Я затаил дыхание, уткнулся лицом в мусор и, навострив уши, ждал разрывов гранат, которые вот-вот должны были быть брошены. Но в этот момент кашель пулемета прекратился, и стало тихо. Тишина была тяжелой, мучительной, хуже предыдущего грохота.
Когда я поднялся с земли, все уже было кончено. В синем утреннем воздухе еще вились желтоватые дымки, пахло серой. Из открытого вагона выпрыгивали матросы с поднятыми над головой руками. Комиссар, с маузером в руке, обыскивал каждого из них и отбрасывал в сторону найденные пистолеты, ножи и патронные ленты.
– Заберешь и присмотришь! – сказал он солдату, тащившему по земле маленький пулемет.
Дулом маузера он пересчитал матросов.
– Не двигаться! – предупредил он. – За малейшее движение получите пулю в голову…
Матросы стояли смирные, бледные, неподвижные. Выступающие скулы богатыря ходили вверх-вниз и дрожали, точно у бульдога. Только костлявый матрос с бледным испитым лицом покачивался в своих длинных и широких матросских штанах, которые казались пустыми, будто в них не было ног, и не переставал драть горло, напрягая узловатую шею.
– Пьют нашу кровь, – хрипел он, – смотрите!
– В ЧК посмотрят, – как ни в чем не бывало рассмеялся юноша в кожанке. – Скорей, товарищи, – гремел он.
Солдаты сразу же стали выбрасывать из вагона одушевленную и неодушевленную контрабанду: мешок соли и визжащую девку; связку кож и плачущую девку; рулон холста и девку в обмороке. Глядя на каждую новую находку, юноша в кожанке снова и снова разражался смехом.
– Вот ведь что везут, гордость революции! – замечал он громко, дразня моряков, которые стояли, сбившись в кучу и все еще держа руки над головой, окруженные наставленными на них штыками.

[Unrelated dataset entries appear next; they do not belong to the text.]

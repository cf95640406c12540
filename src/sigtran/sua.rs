//! SUA connectionless transport (RFC 3868)
//!
//! Carries SCCP-equivalent traffic natively: CLDT moves user data, CLDR
//! returns it with a cause. Addresses travel as nested TLVs inside the
//! source/destination address parameters.

use super::{class, decode_message, encode_message, param, SigtranReceiver, SigtranTransport, Tlvs};
use crate::engine::{SigComponent, TICK_IDLE};
use crate::errors::SigtranError;
use crate::sccp::ReturnCause;
use crate::types::{PcType, PointCode};
use async_trait::async_trait;
use bytes::{BufMut, Bytes, BytesMut};
use std::sync::{Arc, RwLock, Weak};
use std::time::{Duration, Instant};
use tracing::{debug, warn};

/// CL class message types
const TYPE_CLDT: u8 = 1;
const TYPE_CLDR: u8 = 2;

/// Nested address parameter tags
mod addr_tag {
    pub const GLOBAL_TITLE: u16 = 0x8001;
    pub const POINT_CODE: u16 = 0x8002;
    pub const SSN: u16 = 0x8003;
}

/// SUA party address: any subset of PC, SSN and GT digits
#[derive(Debug, Clone, PartialEq, Eq, Default)]
pub struct SuaAddress {
    pub pc: Option<PointCode>,
    pub ssn: Option<u8>,
    pub gt_digits: Option<String>,
}

impl SuaAddress {
    pub fn from_ssn_pc(ssn: u8, pc: PointCode) -> Self {
        Self { pc: Some(pc), ssn: Some(ssn), gt_digits: None }
    }

    fn encode(&self, pc_type: PcType) -> Bytes {
        let mut buf = BytesMut::with_capacity(16);
        // Routing indicator: route on SSN+PC when present, else on GT
        let ri: u16 = if self.pc.is_some() { 2 } else { 1 };
        buf.put_u16(ri);
        buf.put_u16(7); // address indicator: include all present parts
        if let Some(pc) = self.pc {
            super::encode_parameter(&mut buf, addr_tag::POINT_CODE, &pc.pack(pc_type).to_be_bytes());
        }
        if let Some(ssn) = self.ssn {
            super::encode_parameter(&mut buf, addr_tag::SSN, &[0, 0, 0, ssn]);
        }
        if let Some(digits) = &self.gt_digits {
            super::encode_parameter(&mut buf, addr_tag::GLOBAL_TITLE, digits.as_bytes());
        }
        buf.freeze()
    }

    fn decode(pc_type: PcType, data: &[u8]) -> Option<Self> {
        if data.len() < 4 {
            return None;
        }
        let mut addr = Self::default();
        let mut at = 4;
        while at + 4 <= data.len() {
            let tag = u16::from_be_bytes([data[at], data[at + 1]]);
            let len = u16::from_be_bytes([data[at + 2], data[at + 3]]) as usize;
            if len < 4 || at + len > data.len() {
                return None;
            }
            let value = &data[at + 4..at + len];
            match tag {
                addr_tag::POINT_CODE if value.len() >= 4 => {
                    let packed =
                        u32::from_be_bytes([value[0], value[1], value[2], value[3]]);
                    addr.pc = Some(PointCode::unpack(pc_type, packed));
                }
                addr_tag::SSN if value.len() >= 4 => addr.ssn = Some(value[3]),
                addr_tag::GLOBAL_TITLE => {
                    addr.gt_digits = String::from_utf8(value.to_vec()).ok();
                }
                _ => {}
            }
            at += len + (4 - len % 4) % 4;
        }
        Some(addr)
    }
}

/// One decoded connectionless message
#[derive(Debug, Clone)]
pub enum SuaMsg {
    Cldt {
        routing_context: Option<u32>,
        protocol_class: u8,
        source: SuaAddress,
        destination: SuaAddress,
        sequence_control: u32,
        data: Bytes,
    },
    Cldr {
        routing_context: Option<u32>,
        cause: ReturnCause,
        source: SuaAddress,
        destination: SuaAddress,
        data: Bytes,
    },
}

/// Upward consumer of SUA traffic
pub trait SuaUser: Send + Sync {
    fn receive_cldt(&self, source: &SuaAddress, destination: &SuaAddress, data: Bytes);

    fn receive_cldr(&self, cause: ReturnCause, data: Bytes) {
        let _ = (cause, data);
    }
}

/// Connectionless SUA endpoint
pub struct SuaEndpoint {
    name: String,
    pc_type: PcType,
    routing_context: Option<u32>,
    transport: RwLock<Option<Arc<dyn SigtranTransport>>>,
    user: RwLock<Weak<dyn SuaUser>>,
}

impl SuaEndpoint {
    pub fn new(name: &str, pc_type: PcType, routing_context: Option<u32>) -> Arc<Self> {
        Arc::new(Self {
            name: name.to_string(),
            pc_type,
            routing_context,
            transport: RwLock::new(None),
            user: RwLock::new(Weak::<NullUser>::new() as Weak<dyn SuaUser>),
        })
    }

    pub fn attach_transport(self: &Arc<Self>, transport: Arc<dyn SigtranTransport>) {
        transport.set_receiver(Arc::downgrade(self) as Weak<dyn SigtranReceiver>);
        *self.transport.write().unwrap() = Some(transport);
    }

    pub fn set_user(&self, user: Weak<dyn SuaUser>) {
        *self.user.write().unwrap() = user;
    }

    /// Send connectionless user data
    pub fn send_cldt(
        &self,
        source: &SuaAddress,
        destination: &SuaAddress,
        protocol_class: u8,
        data: &[u8],
    ) -> Result<(), SigtranError> {
        let src = source.encode(self.pc_type);
        let dst = destination.encode(self.pc_type);
        let pclass = [0u8, 0, 0, protocol_class & 0x03];
        let seq = [0u8; 4];
        let mut params: Vec<(u16, &[u8])> = Vec::with_capacity(6);
        let rc_bytes;
        if let Some(rc) = self.routing_context {
            rc_bytes = rc.to_be_bytes();
            params.push((param::ROUTING_CONTEXT, &rc_bytes));
        }
        params.push((param::SUA_PROTOCOL_CLASS, &pclass));
        params.push((param::SOURCE_ADDRESS, &src));
        params.push((param::DESTINATION_ADDRESS, &dst));
        params.push((param::SEQUENCE_CONTROL, &seq));
        params.push((param::SUA_DATA, data));
        let wire = encode_message(class::SUA_CL, TYPE_CLDT, &params);
        self.transport
            .read()
            .unwrap()
            .clone()
            .ok_or_else(|| SigtranError::SendFailed("no transport".to_string()))?
            .send_message(wire)
    }

    /// Return a received message with a cause
    pub fn send_cldr(
        &self,
        source: &SuaAddress,
        destination: &SuaAddress,
        cause: ReturnCause,
        data: &[u8],
    ) -> Result<(), SigtranError> {
        let src = source.encode(self.pc_type);
        let dst = destination.encode(self.pc_type);
        let cause_bytes = [0u8, 0, 0, cause as u8];
        let mut params: Vec<(u16, &[u8])> = Vec::with_capacity(5);
        let rc_bytes;
        if let Some(rc) = self.routing_context {
            rc_bytes = rc.to_be_bytes();
            params.push((param::ROUTING_CONTEXT, &rc_bytes));
        }
        // SCCP cause rides the status parameter in this profile
        params.push((param::STATUS, &cause_bytes));
        params.push((param::SOURCE_ADDRESS, &src));
        params.push((param::DESTINATION_ADDRESS, &dst));
        params.push((param::SUA_DATA, data));
        let wire = encode_message(class::SUA_CL, TYPE_CLDR, &params);
        self.transport
            .read()
            .unwrap()
            .clone()
            .ok_or_else(|| SigtranError::SendFailed("no transport".to_string()))?
            .send_message(wire)
    }

    pub fn decode(&self, mclass: u8, mtype: u8, params: &Tlvs) -> Option<SuaMsg> {
        if mclass != class::SUA_CL {
            return None;
        }
        let source =
            SuaAddress::decode(self.pc_type, params.get(param::SOURCE_ADDRESS)?)?;
        let destination =
            SuaAddress::decode(self.pc_type, params.get(param::DESTINATION_ADDRESS)?)?;
        let data = Bytes::copy_from_slice(params.get(param::SUA_DATA).unwrap_or(&[]));
        match mtype {
            TYPE_CLDT => Some(SuaMsg::Cldt {
                routing_context: params.get_u32(param::ROUTING_CONTEXT),
                protocol_class: params
                    .get_u32(param::SUA_PROTOCOL_CLASS)
                    .map(|v| (v & 0x03) as u8)
                    .unwrap_or(0),
                source,
                destination,
                sequence_control: params.get_u32(param::SEQUENCE_CONTROL).unwrap_or(0),
                data,
            }),
            TYPE_CLDR => Some(SuaMsg::Cldr {
                routing_context: params.get_u32(param::ROUTING_CONTEXT),
                cause: ReturnCause::from_u8(
                    params.get_u32(param::STATUS).map(|v| v as u8).unwrap_or(7),
                ),
                source,
                destination,
                data,
            }),
            _ => None,
        }
    }
}

struct NullUser;

impl SuaUser for NullUser {
    fn receive_cldt(&self, _source: &SuaAddress, _destination: &SuaAddress, _data: Bytes) {}
}

impl SigtranReceiver for SuaEndpoint {
    fn receive_message(&self, data: Bytes) {
        let (mclass, mtype, params) = match decode_message(&data) {
            Ok(parts) => parts,
            Err(err) => {
                warn!(endpoint = %self.name, %err, "undecodable message");
                return;
            }
        };
        let Some(msg) = self.decode(mclass, mtype, &params) else {
            debug!(endpoint = %self.name, mclass, mtype, "ignoring message");
            return;
        };
        let user = self.user.read().unwrap().upgrade();
        let Some(user) = user else {
            return;
        };
        match msg {
            SuaMsg::Cldt { source, destination, data, .. } => {
                user.receive_cldt(&source, &destination, data);
            }
            SuaMsg::Cldr { cause, data, .. } => {
                user.receive_cldr(cause, data);
            }
        }
    }

    fn transport_status(&self, up: bool) {
        debug!(endpoint = %self.name, up, "transport status");
    }
}

#[async_trait]
impl SigComponent for SuaEndpoint {
    fn name(&self) -> &str {
        &self.name
    }

    fn component_type(&self) -> &'static str {
        "sua"
    }

    async fn tick(&self, _now: Instant) -> Duration {
        TICK_IDLE
    }
}

#[cfg(test)]
mod tests {
    use super::*;
    use crate::sigtran::LoopTransport;
    use std::sync::Mutex as StdMutex;

    struct Collect {
        data: StdMutex<Vec<(SuaAddress, Bytes)>>,
        returns: StdMutex<Vec<ReturnCause>>,
    }

    impl Collect {
        fn new() -> Arc<Self> {
            Arc::new(Self { data: StdMutex::new(Vec::new()), returns: StdMutex::new(Vec::new()) })
        }
    }

    impl SuaUser for Collect {
        fn receive_cldt(&self, source: &SuaAddress, _destination: &SuaAddress, data: Bytes) {
            self.data.lock().unwrap().push((source.clone(), data));
        }

        fn receive_cldr(&self, cause: ReturnCause, _data: Bytes) {
            self.returns.lock().unwrap().push(cause);
        }
    }

    fn pair() -> (Arc<SuaEndpoint>, Arc<SuaEndpoint>, Arc<LoopTransport>, Arc<LoopTransport>) {
        let (ta, tb) = LoopTransport::pair();
        let a = SuaEndpoint::new("suaA", PcType::Itu, Some(5));
        let b = SuaEndpoint::new("suaB", PcType::Itu, Some(5));
        a.attach_transport(ta.clone() as Arc<dyn SigtranTransport>);
        b.attach_transport(tb.clone() as Arc<dyn SigtranTransport>);
        (a, b, ta, tb)
    }

    #[test]
    fn address_roundtrip() {
        let addr = SuaAddress {
            pc: Some(PointCode::new(2, 140, 1)),
            ssn: Some(8),
            gt_digits: Some("15551234".to_string()),
        };
        let enc = addr.encode(PcType::Itu);
        let dec = SuaAddress::decode(PcType::Itu, &enc).unwrap();
        assert_eq!(dec, addr);
    }

    #[test]
    fn cldt_crosses_the_pair() {
        let (a, b, ta, tb) = pair();
        let sink = Collect::new();
        b.set_user(Arc::downgrade(&sink) as Weak<dyn SuaUser>);
        let src = SuaAddress::from_ssn_pc(8, PointCode::new(1, 1, 1));
        let dst = SuaAddress::from_ssn_pc(6, PointCode::new(2, 2, 2));
        a.send_cldt(&src, &dst, 0, b"tcap goes here").unwrap();
        ta.pump();
        tb.pump();
        let got = sink.data.lock().unwrap();
        assert_eq!(got.len(), 1);
        assert_eq!(got[0].0, src);
        assert_eq!(got[0].1.as_ref(), b"tcap goes here");
    }

    #[test]
    fn cldr_reports_cause() {
        let (a, b, ta, tb) = pair();
        let sink = Collect::new();
        a.set_user(Arc::downgrade(&sink) as Weak<dyn SuaUser>);
        let src = SuaAddress::from_ssn_pc(8, PointCode::new(1, 1, 1));
        let dst = SuaAddress::from_ssn_pc(6, PointCode::new(2, 2, 2));
        b.send_cldr(&dst, &src, ReturnCause::NoTranslationForThisAddress, b"")
            .unwrap();
        tb.pump();
        ta.pump();
        assert_eq!(
            sink.returns.lock().unwrap().as_slice(),
            &[ReturnCause::NoTranslationForThisAddress]
        );
    }
}
//! MTP2 alignment driven by the engine worker.
//!
//! Two links over a crossed interface pair align with an emergency
//! indication on one side; each side reports link-up exactly once.

use std::sync::{Arc, Mutex};
use std::time::Duration;

use telsig::config::Mtp2Config;
use telsig::engine::{LinkEvent, Notification, Notifier, SigComponent};
use telsig::iface::{LoopInterface, SigInterface};
use telsig::mtp2::{L2Link, L2Op, Mtp2Link};
use telsig::{Engine, EngineSettings};

/// Honour RUST_LOG when a test needs wire-level tracing
fn init_tracing() {
    let _ = tracing_subscriber::fmt()
        .with_env_filter(tracing_subscriber::EnvFilter::from_default_env())
        .try_init();
}

struct EventLog {
    events: Mutex<Vec<(String, LinkEvent)>>,
}

impl Notifier for EventLog {
    fn notify(&self, component: &str, notification: Notification) {
        if let Notification::Link { event } = notification {
            self.events.lock().unwrap().push((component.to_string(), event));
        }
    }
}

#[tokio::test]
async fn emergency_alignment_brings_both_sides_up_once() {
    init_tracing();
    let engine = Engine::new(EngineSettings::default(), vec![]);
    let log = Arc::new(EventLog { events: Mutex::new(Vec::new()) });
    engine.set_notifier(log.clone());

    let (if_a, if_b) = LoopInterface::pair("ifA", "ifB");
    let mut cfg = Mtp2Config::default();
    cfg.proving_ms = 10;
    cfg.auto_start = false;
    let link_a = Mtp2Link::new("linkA", cfg.clone());
    let link_b = Mtp2Link::new("linkB", cfg);
    link_a.attach_interface(if_a.clone() as Arc<dyn SigInterface>);
    link_b.attach_interface(if_b.clone() as Arc<dyn SigInterface>);
    link_a.set_engine(&engine);
    link_b.set_engine(&engine);

    engine.attach(if_a.clone() as Arc<dyn SigComponent>).await;
    engine.attach(if_b.clone() as Arc<dyn SigComponent>).await;
    engine.attach(link_a.clone() as Arc<dyn SigComponent>).await;
    engine.attach(link_b.clone() as Arc<dyn SigComponent>).await;
    engine.run();

    // Side A asks for emergency alignment, side B for normal
    link_a.link_control(L2Op::Align { emergency: true });
    link_b.link_control(L2Op::Align { emergency: false });

    tokio::time::sleep(Duration::from_millis(300)).await;
    assert!(link_a.operational(), "side A should be in service");
    assert!(link_b.operational(), "side B should be in service");
    assert!(link_a.up_since().is_some());

    // Exactly one link-up per side
    let events = log.events.lock().unwrap();
    let ups_a = events.iter().filter(|(n, e)| n == "linkA" && *e == LinkEvent::LinkUp).count();
    let ups_b = events.iter().filter(|(n, e)| n == "linkB" && *e == LinkEvent::LinkUp).count();
    assert_eq!(ups_a, 1);
    assert_eq!(ups_b, 1);
    drop(events);

    engine.stop().await;
}

#[tokio::test]
async fn pause_reports_link_down() {
    let engine = Engine::new(EngineSettings::default(), vec![]);
    let log = Arc::new(EventLog { events: Mutex::new(Vec::new()) });
    engine.set_notifier(log.clone());

    let (if_a, if_b) = LoopInterface::pair("ifA", "ifB");
    let mut cfg = Mtp2Config::default();
    cfg.proving_ms = 10;
    cfg.auto_start = false;
    let link_a = Mtp2Link::new("pauseA", cfg.clone());
    let link_b = Mtp2Link::new("pauseB", cfg);
    link_a.attach_interface(if_a.clone() as Arc<dyn SigInterface>);
    link_b.attach_interface(if_b.clone() as Arc<dyn SigInterface>);
    link_a.set_engine(&engine);
    link_b.set_engine(&engine);
    for component in [
        if_a.clone() as Arc<dyn SigComponent>,
        if_b.clone() as Arc<dyn SigComponent>,
        link_a.clone() as Arc<dyn SigComponent>,
        link_b.clone() as Arc<dyn SigComponent>,
    ] {
        engine.attach(component).await;
    }
    engine.run();

    link_a.link_control(L2Op::Align { emergency: false });
    link_b.link_control(L2Op::Align { emergency: false });
    tokio::time::sleep(Duration::from_millis(200)).await;
    assert!(link_a.operational());

    link_a.link_control(L2Op::Pause);
    tokio::time::sleep(Duration::from_millis(100)).await;
    assert!(!link_a.operational());
    let events = log.events.lock().unwrap();
    assert!(events.iter().any(|(n, e)| n == "pauseA" && *e == LinkEvent::LinkDown));
    drop(events);

    engine.stop().await;
}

Пассажиры стояли онемев и глядели широко раскрытыми глазами на бессчетные мешки и тюки, выброшенные из вагона. Мои соседи по крыше уставились в землю.
Паровоз запыхтел, задымил, выбрасывая пар и разбрызгивая воду. Комиссар приказал всем арестованным взять свой багаж на плечи и окружил их полусотней своих бойцов. С маузером в руке он несколько раз всех пересчитал и скомандовал своим громким голосом, полным еврейских «эр»:
– Идти в ряд, не оборачиваться, вперед шагом марш!
Веселое солнце изливало потоки серебра на сверкающие стальные штыки бойцов. Паровоз вдруг начал неистово свистеть, сообщая оставшимся пассажирам, что он готов отправиться в путь.